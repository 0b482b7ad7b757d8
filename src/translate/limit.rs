//! Row-limit rewriting.
//!
//! Sybase ASE has no LIMIT/OFFSET. A trailing textual clause moves into a
//! `TOP n [START AT m+1]` directly after SELECT; structured bounds with a
//! non-zero skip are emulated with a `ROW_NUMBER()` wrapper, because `TOP`
//! alone can only take a prefix, never skip one.

use regex::Regex;

use crate::dialect::{SqlGenerator, SybaseGenerator};

/// Absolute row bounds, as a query planner holds them: skip `low` rows,
/// stop after row `high` (exclusive of nothing; `high` is the last row
/// index returned).
#[derive(Debug, Clone, Copy, PartialEq, Eq)]
pub struct RowBounds {
    pub low: u64,
    pub high: Option<u64>,
}

impl RowBounds {
    pub fn new(low: u64, high: Option<u64>) -> Self {
        Self { low, high }
    }

    /// Bounds with no skipped prefix.
    pub fn first(high: u64) -> Self {
        Self { low: 0, high: Some(high) }
    }
}

/// Rewrites row-limiting syntax for the target dialect.
pub struct LimitRewriter {
    limit_pattern: Regex,
    select_pattern: Regex,
    generator: SybaseGenerator,
}

impl Default for LimitRewriter {
    fn default() -> Self {
        Self::new()
    }
}

impl LimitRewriter {
    pub fn new() -> Self {
        Self {
            limit_pattern: Regex::new(r"(?i)\bLIMIT\s+(\d+)(?:\s+OFFSET\s+(\d+))?\s*$").unwrap(),
            select_pattern: Regex::new(r"(?i)\bSELECT\b").unwrap(),
            generator: SybaseGenerator,
        }
    }

    /// Rewrite a trailing `LIMIT n [OFFSET m]` into `TOP n [START AT m+1]`.
    ///
    /// The clause must be the final clause of the statement; anything else
    /// (mid-statement LIMIT, unioned selects) passes through unchanged.
    /// `OFFSET 0` is equivalent to no offset. START AT is 1-based, hence
    /// the +1.
    pub fn rewrite(&self, sql: &str) -> String {
        let Some(caps) = self.limit_pattern.captures(sql) else {
            return sql.to_string();
        };
        let Ok(limit) = caps[1].parse::<u64>() else {
            return sql.to_string();
        };
        let offset = caps
            .get(2)
            .and_then(|m| m.as_str().parse::<u64>().ok())
            .unwrap_or(0);
        let start_at = if offset > 0 { Some(offset + 1) } else { None };

        let stripped = self.limit_pattern.replace(sql, "");
        let stripped = stripped.trim_end();
        let top = self.generator.top_clause(limit, start_at);
        self.select_pattern
            .replacen(stripped, 1, format!("SELECT {}", top).as_str())
            .into_owned()
    }

    /// Apply structured bounds to a statement carrying no textual LIMIT.
    ///
    /// A zero skip becomes a plain `TOP` prefix. A non-zero skip wraps the
    /// statement: the original column list is preserved unchanged inside a
    /// subquery, a synthetic row sequence is projected over an arbitrary
    /// deterministic order, and the outer query keeps rows with
    /// `low < seq <= high`.
    pub fn apply_bounds(&self, sql: &str, bounds: RowBounds) -> String {
        match (bounds.low, bounds.high) {
            (0, None) => sql.to_string(),
            (0, Some(high)) => {
                let top = self.generator.top_clause(high, None);
                self.select_pattern
                    .replacen(sql, 1, format!("SELECT {}", top).as_str())
                    .into_owned()
            }
            (low, high) => {
                let upper_filter = match high {
                    Some(h) => format!(" AND __row_num__ <= {}", h),
                    None => String::new(),
                };
                format!(
                    "SELECT * FROM (\n    SELECT {} AS __row_num__, inner_query.*\n    FROM ({}) inner_query\n) outer_query\nWHERE __row_num__ > {}{}",
                    self.generator.row_number(),
                    sql,
                    low,
                    upper_filter
                )
            }
        }
    }
}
################
* EXERCISE AIM:
In the listing above, find each line with the word "parse" and copy it.

* PROBLEM SOLUTION:
        let Ok(limit) = caps[1].parse::<u64>() else {
            .and_then(|m| m.as_str().parse::<u64>().ok())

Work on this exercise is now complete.